Arsenene nanoribbons for sensing NH3 and PH3 gas molecules - A first-principles perspective

Using first-principles calculation, the electronic and adsorption characteristics of ammonia (NH3) and phosphine (PH3) gas molecules on hydrogenated armchair arsenene (arm-HAs) and hydrogenated zigzag arsenene nanoribbon (zig-HAs) are studied. Initially, the stability of HAs nanoribbons are examined with formation energy.
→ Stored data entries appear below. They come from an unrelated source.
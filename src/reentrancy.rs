//! Debug-only reentrancy guard.
//!
//! `Dictionary` runs the caller's equality predicate (and `read`/`write`
//! closures) while holding its internal lock. If that code calls back into
//! the same dictionary on the same thread, the non-reentrant lock would
//! deadlock. In debug builds the guard turns that into a panic with a clear
//! message; other threads are unaffected and simply wait for the lock. In
//! release builds this compiles to a no-op.

#[cfg(not(debug_assertions))]
use core::marker::PhantomData;
#[cfg(debug_assertions)]
use core::sync::atomic::{AtomicUsize, Ordering};

/// Per-instance owner tracker. Call `check()` before blocking on the lock
/// and `enter()` once it is held.
#[derive(Debug)]
pub(crate) struct DebugReentrancy {
    // Tag of the thread currently inside, or 0.
    #[cfg(debug_assertions)]
    owner: AtomicUsize,
}

#[cfg(debug_assertions)]
fn thread_tag() -> usize {
    thread_local! {
        static TAG: u8 = const { 0 };
    }
    TAG.with(|t| t as *const u8 as usize)
}

impl DebugReentrancy {
    pub(crate) const fn new() -> Self {
        Self {
            #[cfg(debug_assertions)]
            owner: AtomicUsize::new(0),
        }
    }

    /// Panics in debug builds if the current thread is already inside.
    #[inline]
    pub(crate) fn check(&self) {
        #[cfg(debug_assertions)]
        {
            assert!(
                self.owner.load(Ordering::Relaxed) != thread_tag(),
                "reentrancy detected: dictionary used from inside its own predicate or closure"
            );
        }
    }

    /// Mark the current thread as inside. Only call while holding the lock.
    #[inline]
    pub(crate) fn enter(&self) -> ReentrancyGuard<'_> {
        #[cfg(debug_assertions)]
        {
            self.owner.store(thread_tag(), Ordering::Relaxed);
            return ReentrancyGuard { owner: self };
        }

        #[cfg(not(debug_assertions))]
        {
            return ReentrancyGuard { _z: PhantomData };
        }
    }
}

impl Default for DebugReentrancy {
    fn default() -> Self {
        Self::new()
    }
}

/// RAII guard returned by `DebugReentrancy::enter`.
pub(crate) struct ReentrancyGuard<'a> {
    #[cfg(debug_assertions)]
    owner: &'a DebugReentrancy,
    #[cfg(not(debug_assertions))]
    _z: PhantomData<&'a ()>,
}

impl Drop for ReentrancyGuard<'_> {
    fn drop(&mut self) {
        #[cfg(debug_assertions)]
        {
            self.owner.owner.store(0, Ordering::Relaxed);
        }
    }
}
The band gap of armchair HAs is calculated to be 1.39 eV and for zigzag HAs it is noticed to be 1.03 eV. It is found in the present framework that the arm and zig-HAs nanoribbons can be employed for recognizing toxic gas molecules like NH3 and PH3. The density of states (DOS) spectrum and energy band structure ascertains the transfer of electrons between the toxic gas molecules and arm/zig-HAs nanoribbon. In addition, the adsorption behavior is substantiated from the energy band gap, electron density, adsorption energy and Bader charge transfer of the solitary and toxic gas molecules adsorbed arm/zig-HAs nanoribbon. Hence, the report reveals that both arm and zig-HAs nanoribbons can be utilized for detecting the poisonous gas molecules NH3 and PH3, which shows the variation in the resistance upon adsorption.